> **Work instruction**
Whatever the records hold, copy it exactly and completely.

> **Source records**
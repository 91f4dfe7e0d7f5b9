//! Development server command.

use anyhow::Result;
use docket_server::{DevServer, DevServerConfig};

use crate::config::ConfigFile;

/// Run the dev server.
pub async fn run(config: &ConfigFile, port: u16, open: bool) -> Result<()> {
    tracing::info!("Starting development server on port {}", port);

    let config = DevServerConfig {
        build: config.build_config(),
        port,
        open,
        ..Default::default()
    };

    DevServer::new(config).start().await?;

    Ok(())
}
//! Syntax highlighting for code blocks and request snippets.
//!
//! Code is tokenized with syntect and emitted as `<span>` elements carrying
//! `hl-` prefixed scope classes. The matching colours come from
//! [`theme_css`], so pages stay free of inline styles.

use std::sync::OnceLock;

use syntect::highlighting::ThemeSet;
use syntect::html::{css_for_theme_with_class_style, ClassStyle, ClassedHTMLGenerator};
use syntect::parsing::SyntaxSet;
use syntect::util::LinesWithEndings;

/// Class style shared by the generated markup and stylesheet.
const CLASS_STYLE: ClassStyle = ClassStyle::SpacedPrefixed { prefix: "hl-" };

/// Theme used for the generated stylesheet.
const THEME: &str = "InspiredGitHub";

fn syntax_set() -> &'static SyntaxSet {
    static SYNTAXES: OnceLock<SyntaxSet> = OnceLock::new();
    SYNTAXES.get_or_init(SyntaxSet::load_defaults_newlines)
}

/// Highlight `code` as `lang` (an extension or language name such as
/// `bash`, `json` or `python`).
///
/// Returns HTML for the inside of a `<code>` element. Unknown languages are
/// returned as escaped plain text.
pub fn highlight_code(code: &str, lang: &str) -> String {
    let syntaxes = syntax_set();
    let Some(syntax) = syntaxes.find_syntax_by_token(lang) else {
        return escape_html(code);
    };

    let mut generator = ClassedHTMLGenerator::new_with_class_style(syntax, syntaxes, CLASS_STYLE);
    for line in LinesWithEndings::from(code) {
        if let Err(e) = generator.parse_html_for_line_which_includes_newline(line) {
            tracing::debug!("Falling back to plain {} code block: {}", lang, e);
            return escape_html(code);
        }
    }

    generator.finalize()
}

/// A complete `<pre><code>` block for `code`, highlighted as `lang`.
pub fn code_block(code: &str, lang: &str) -> String {
    format!(
        "<pre><code class=\"language-{}\">{}</code></pre>\n",
        escape_html(lang),
        highlight_code(code, lang)
    )
}

fn escape_html(text: &str) -> String {
    let mut escaped = String::with_capacity(text.len());
    for c in text.chars() {
        match c {
            '<' => escaped.push_str("&lt;"),
            '>' => escaped.push_str("&gt;"),
            '&' => escaped.push_str("&amp;"),
            '"' => escaped.push_str("&quot;"),
            '\'' => escaped.push_str("&#39;"),
            _ => escaped.push(c),
        }
    }
    escaped
}

/// Stylesheet rules for the classes emitted by [`highlight_code`].
pub fn theme_css() -> Result<String, syntect::Error> {
    let themes = ThemeSet::load_defaults();
    match themes.themes.get(THEME) {
        Some(theme) => css_for_theme_with_class_style(theme, CLASS_STYLE),
        None => Ok(String::new()),
    }
}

> **Task answer**
repository 91f4dfe7e0d7f5b9
//! Development server command.

use anyhow::Result;
use docket_server::{DevServer, DevServerConfig};

use crate::config::ConfigFile;

/// Run the dev server.
pub async fn run(config: &ConfigFile, port: u16, open: bool) -> Result<()> {
    tracing::info!("Starting development server on port {}", port);

    let config = DevServerConfig {
        build: config.build_config(),
        port,
        open,
        ..Default::default()
    };

    DevServer::new(config).start().await?;

    Ok(())
}
//! Syntax highlighting for code blocks and request snippets.
//!
//! Code is tokenized with syntect and emitted as `<span>` elements carrying
//! `hl-` prefixed scope classes. The matching colours come from
//! [`theme_css`], so pages stay free of inline styles.

use std::sync::OnceLock;

use syntect::highlighting::ThemeSet;
use syntect::html::{css_for_theme_with_class_style, ClassStyle, ClassedHTMLGenerator};
use syntect::parsing::SyntaxSet;
use syntect::util::LinesWithEndings;

/// Class style shared by the generated markup and stylesheet.
const CLASS_STYLE: ClassStyle = ClassStyle::SpacedPrefixed { prefix: "hl-" };

/// Theme used for the generated stylesheet.
const THEME: &str = "InspiredGitHub";

fn syntax_set() -> &'static SyntaxSet {
    static SYNTAXES: OnceLock<SyntaxSet> = OnceLock::new();
    SYNTAXES.get_or_init(SyntaxSet::load_defaults_newlines)
}

/// Highlight `code` as `lang` (an extension or language name such as
/// `bash`, `json` or `python`).
///
/// Returns HTML for the inside of a `<code>` element. Unknown languages are
/// returned as escaped plain text.
pub fn highlight_code(code: &str, lang: &str) -> String {
    let syntaxes = syntax_set();
    let Some(syntax) = syntaxes.find_syntax_by_token(lang) else {
        return escape_html(code);
    };

    let mut generator = ClassedHTMLGenerator::new_with_class_style(syntax, syntaxes, CLASS_STYLE);
    for line in LinesWithEndings::from(code) {
        if let Err(e) = generator.parse_html_for_line_which_includes_newline(line) {
            tracing::debug!("Falling back to plain {} code block: {}", lang, e);
            return escape_html(code);
        }
    }

    generator.finalize()
}

/// A complete `<pre><code>` block for `code`, highlighted as `lang`.
pub fn code_block(code: &str, lang: &str) -> String {
    format!(
        "<pre><code class=\"language-{}\">{}</code></pre>\n",
        escape_html(lang),
        highlight_code(code, lang)
    )
}

fn escape_html(text: &str) -> String {
    let mut escaped = String::with_capacity(text.len());
    for c in text.chars() {
        match c {
            '<' => escaped.push_str("&lt;"),
            '>' => escaped.push_str("&gt;"),
            '&' => escaped.push_str("&amp;"),
            '"' => escaped.push_str("&quot;"),
            '\'' => escaped.push_str("&#39;"),
            _ => escaped.push(c),
        }
    }
    escaped
}

/// Stylesheet rules for the classes emitted by [`highlight_code`].
pub fn theme_css() -> Result<String, syntect::Error> {
    let themes = ThemeSet::load_defaults();
    match themes.themes.get(THEME) {
        Some(theme) => css_for_theme_with_class_style(theme, CLASS_STYLE),
        None => Ok(String::new()),
    }
}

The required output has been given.